Many scripting languages are interpreted at the program text level, which means they allow the user to type in new programs at runtime. This is useful for rapidly prototyping new programs, because the delay between typing in part of a new program and seeing it run is eliminated. In C and other compiled languages the compilation time usually destroys this interactivity.

In addition to interactivity and extensibility, most scripting languages have the advantage that the same program runs without modification on more than one type of computer. Combined with the above features, this means that executable program code can be sent among computers. (Example: Java applets.) This is useful for portability and for exploring more dynamic types of programming.

The Programming Language Exploration pages describe many scripting languages.

How they are implemented

Many (most?) extension languages are implemented in C. Examples include many currently available Scheme implementations, Java, Python, and Perl. The general structure of the program implementing a scripting language looks like this:

  1. Read in program text from the standard input.
  2. Convert it into an intermediate format. (Parse tree, bytecodes, ...)
  3. Step through the intermediate program code, executing each instruction.
  4. If/when done, return to step 1.

Some scripting languages convert the program text into the intermediate format as a preprocessing step. (For example, Java is interpreted at the bytecode level.)

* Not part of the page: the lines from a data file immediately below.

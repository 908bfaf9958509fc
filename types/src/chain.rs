//! Chains of primes and the safe-prime pairs derived from them.

use serde::{Deserialize, Serialize};
use thiserror::Error;

use crate::{MODULUS, TARGET_RESIDUE};

#[derive(Debug, Clone, Error, PartialEq, Eq)]
pub enum ChainError {
    #[error("a chain with {primes} primes needs {} gaps, got {gaps}", .primes.saturating_sub(1))]
    GapCountMismatch { primes: usize, gaps: usize },
}

/// An ordered sequence of primes with the gap that led to each one.
///
/// # Invariants
///
/// - `gaps().len() == primes().len() - 1` for a non-empty chain
/// - both sequences are empty for an empty chain
///
/// Primes are kept in discovery order. Anomalous excursions may use signed
/// gaps, so the sequence is not guaranteed to be increasing.
#[derive(Debug, Clone, Default, PartialEq, Eq, Serialize)]
pub struct Chain {
    primes: Vec<i64>,
    gaps: Vec<i64>,
}

impl Chain {
    #[must_use]
    pub const fn new() -> Self {
        Self {
            primes: Vec::new(),
            gaps: Vec::new(),
        }
    }

    #[must_use]
    pub fn seeded(seed: i64) -> Self {
        Self {
            primes: vec![seed],
            gaps: Vec::new(),
        }
    }

    /// Rebuild a chain from parallel sequences, e.g. rows read back from disk.
    pub fn from_parts(primes: Vec<i64>, gaps: Vec<i64>) -> Result<Self, ChainError> {
        let expected = primes.len().saturating_sub(1);
        if gaps.len() != expected {
            return Err(ChainError::GapCountMismatch {
                primes: primes.len(),
                gaps: gaps.len(),
            });
        }
        Ok(Self { primes, gaps })
    }

    /// Append `prime`, reached from the current tail by `gap`.
    ///
    /// On an empty chain the prime becomes the seed and `gap` is discarded.
    pub fn push(&mut self, prime: i64, gap: i64) {
        if !self.primes.is_empty() {
            self.gaps.push(gap);
        }
        self.primes.push(prime);
    }

    #[must_use]
    pub fn primes(&self) -> &[i64] {
        &self.primes
    }

    #[must_use]
    pub fn gaps(&self) -> &[i64] {
        &self.gaps
    }

    #[must_use]
    pub fn tail(&self) -> Option<i64> {
        self.primes.last().copied()
    }

    #[must_use]
    pub fn len(&self) -> usize {
        self.primes.len()
    }

    #[must_use]
    pub fn is_empty(&self) -> bool {
        self.primes.is_empty()
    }
}

/// A Sophie Germain prime `p` and its safe prime `q = 2p + 1`.
#[derive(Debug, Clone, Copy, PartialEq, Eq, Hash, Serialize, Deserialize)]
pub struct SafePrimePair {
    pub source: i64,
    pub safe: i64,
}

impl SafePrimePair {
    /// Pair `source` with its doubled-plus-one companion, or `None` on overflow.
    #[must_use]
    pub fn from_source(source: i64) -> Option<Self> {
        let safe = source.checked_mul(2)?.checked_add(1)?;
        Some(Self { source, safe })
    }

    #[must_use]
    pub const fn both_in_target_residue(&self) -> bool {
        self.source.rem_euclid(MODULUS) == TARGET_RESIDUE
            && self.safe.rem_euclid(MODULUS) == TARGET_RESIDUE
    }
}

/// Ordered safe-prime pairs in the order their sources appeared in the chain.
#[derive(Debug, Clone, Default, PartialEq, Eq, Serialize)]
pub struct SafePrimeSet {
    pairs: Vec<SafePrimePair>,
}

impl SafePrimeSet {
    #[must_use]
    pub const fn new() -> Self {
        Self { pairs: Vec::new() }
    }

    pub fn push(&mut self, pair: SafePrimePair) {
        self.pairs.push(pair);
    }

    #[must_use]
    pub fn pairs(&self) -> &[SafePrimePair] {
        &self.pairs
    }

    #[must_use]
    pub fn safe_primes(&self) -> Vec<i64> {
        self.pairs.iter().map(|pair| pair.safe).collect()
    }

    #[must_use]
    pub fn source_primes(&self) -> Vec<i64> {
        self.pairs.iter().map(|pair| pair.source).collect()
    }

    #[must_use]
    pub fn len(&self) -> usize {
        self.pairs.len()
    }

    #[must_use]
    pub fn is_empty(&self) -> bool {
        self.pairs.is_empty()
    }
}

#[cfg(test)]
mod tests {
    use super::*;

    #[test]
    fn push_on_empty_chain_seeds_it() {
        let mut chain = Chain::new();
        chain.push(29, 99);
        assert_eq!(chain.primes(), &[29]);
        assert!(chain.gaps().is_empty());

        chain.push(89, 2);
        assert_eq!(chain.primes(), &[29, 89]);
        assert_eq!(chain.gaps(), &[2]);
        assert_eq!(chain.tail(), Some(89));
    }

    #[test]
    fn from_parts_checks_gap_count() {
        assert!(Chain::from_parts(vec![29, 89], vec![2]).is_ok());
        assert!(Chain::from_parts(Vec::new(), Vec::new()).is_ok());
        assert_eq!(
            Chain::from_parts(vec![29, 89], vec![]),
            Err(ChainError::GapCountMismatch { primes: 2, gaps: 0 })
        );
        assert_eq!(
            Chain::from_parts(vec![], vec![1]),
            Err(ChainError::GapCountMismatch { primes: 0, gaps: 1 })
        );
    }

    #[test]
    fn safe_pair_doubles_plus_one() {
        let pair = SafePrimePair::from_source(29).unwrap();
        assert_eq!(pair.safe, 59);
        assert!(pair.both_in_target_residue());
        assert!(SafePrimePair::from_source(i64::MAX).is_none());
    }

    #[test]
    fn safe_set_splits_into_parallel_lists() {
        let mut set = SafePrimeSet::new();
        set.push(SafePrimePair::from_source(29).unwrap());
        set.push(SafePrimePair::from_source(89).unwrap());
        assert_eq!(set.source_primes(), vec![29, 89]);
        assert_eq!(set.safe_primes(), vec![59, 179]);
        assert_eq!(set.len(), 2);
    }
}
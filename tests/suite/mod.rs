mod cli;
mod generation;
mod pipeline;
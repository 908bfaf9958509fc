//! Chain generator behaviour across grammar configurations

use germain_core::{NoHooks, PrimalityCache, RuleSet, Session, generate_chain};
use germain_types::{Budget, GenerationParams, GrammarFlags, GrammarTuning, SearchRange};

use crate::common::{assert_valid_chain, rng};

fn params(end: i64, count: usize) -> GenerationParams {
    GenerationParams::new(SearchRange::new(0, end), count)
}

#[test]
fn seeded_run_is_deterministic_and_complete() {
    let session = Session::default();
    let params = params(20_000, 5);

    let first = session.generate_chain(&params, &mut rng(42), &mut NoHooks);
    let second = session.generate_chain(&params, &mut rng(42), &mut NoHooks);

    assert_eq!(first.len(), 5);
    assert_eq!(first, second);
    assert_eq!(first.primes()[0], 29);
    assert_valid_chain(&first, session.oracle());
}

#[test]
fn fresh_cache_does_not_change_the_result() {
    let params = params(20_000, 5);
    let warm = Session::default();
    let _ = warm.generate_chain(&params, &mut rng(7), &mut NoHooks);
    let from_warm = warm.generate_chain(&params, &mut rng(42), &mut NoHooks);
    let from_cold = Session::default().generate_chain(&params, &mut rng(42), &mut NoHooks);
    assert_eq!(from_warm, from_cold);
}

#[test]
fn every_layer_combination_yields_valid_chains() {
    let session = Session::default();
    for bits in 1..8_u8 {
        let flags = GrammarFlags {
            g1: bits & 1 != 0,
            g2: bits & 2 != 0,
            g3: bits & 4 != 0,
        };
        let params = params(50_000, 6)
            .with_flags(flags)
            .with_budget(Budget::from_secs_f64(2.0));
        for seed in 0..3 {
            let chain = session.generate_chain(&params, &mut rng(seed), &mut NoHooks);
            assert!(chain.len() <= 6, "{flags}: {} elements", chain.len());
            assert_valid_chain(&chain, session.oracle());
        }
    }
}

#[test]
fn gaps_match_consecutive_differences() {
    let session = Session::default();
    let chain = session.generate_chain(&params(100_000, 12), &mut rng(3), &mut NoHooks);
    for (gap, pair) in chain.gaps().iter().zip(chain.primes().windows(2)) {
        assert_eq!(pair[1] - pair[0], 30 * gap);
    }
}

#[test]
fn frequent_excursions_keep_the_gap_invariant() {
    let tuning = GrammarTuning {
        sequence_threshold: 0.5,
        major_threshold: 0.6,
        minor_threshold: 0.7,
        ..GrammarTuning::default()
    };
    let rules = RuleSet::standard().with_tuning(tuning);
    let oracle = PrimalityCache::new();
    let params = params(200_000, 10).with_budget(Budget::from_secs_f64(2.0));

    for seed in 0..5 {
        let chain = generate_chain(&params, &rules, &oracle, &mut rng(seed), &mut NoHooks);
        assert!(chain.len() <= 10);
        assert_valid_chain(&chain, &oracle);
    }
}

#[test]
fn invalid_requests_are_empty_not_errors() {
    let session = Session::default();

    let none = params(20_000, 5).with_flags(GrammarFlags::NONE);
    assert!(session.generate_chain(&none, &mut rng(1), &mut NoHooks).is_empty());

    let inverted = GenerationParams::new(SearchRange::new(500, 100), 5);
    assert!(session.generate_chain(&inverted, &mut rng(1), &mut NoHooks).is_empty());

    // no in-class Sophie Germain prime in [30, 80]
    let seedless = GenerationParams::new(SearchRange::new(30, 80), 5);
    assert!(session.generate_chain(&seedless, &mut rng(1), &mut NoHooks).is_empty());

    let zero = params(20_000, 0);
    assert!(session.generate_chain(&zero, &mut rng(1), &mut NoHooks).is_empty());
}

#[test]
fn progress_hooks_observe_the_walk() {
    use germain_core::ProgressHooks;

    #[derive(Default)]
    struct Recorder {
        calls: usize,
        max_current: usize,
        total: usize,
    }

    impl ProgressHooks for Recorder {
        fn on_progress(&mut self, current: usize, total: usize) {
            self.calls += 1;
            self.max_current = self.max_current.max(current);
            self.total = total;
        }
    }

    let session = Session::default();
    let mut recorder = Recorder::default();
    let chain = session.generate_chain(&params(20_000, 5), &mut rng(42), &mut recorder);

    assert!(recorder.calls >= chain.len().saturating_sub(1));
    assert_eq!(recorder.total, 5);
    assert!(recorder.max_current < 5);
}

Some scripting languages allow your C program to maintain control of the main loop and call the scripting language to evaluate new code. This type of language is called an embeddable language. Others (like Java) take control of the main loop, and allow you to add new commands to the language (see below). These are usually called extension languages. Many embeddable languages are also extensible.

Recall that scripting languages allow the user to define new data types at runtime. How are these data types and objects of these types represented? Typically the scripting language defines an "opaque data type", which is just a pointer in C, representing objects in the scripting language. In order to get information about the object, the C program must call a procedure to ask the scripting language's environment about the object in question. This layer of indirection is what makes runtime extensibility possible.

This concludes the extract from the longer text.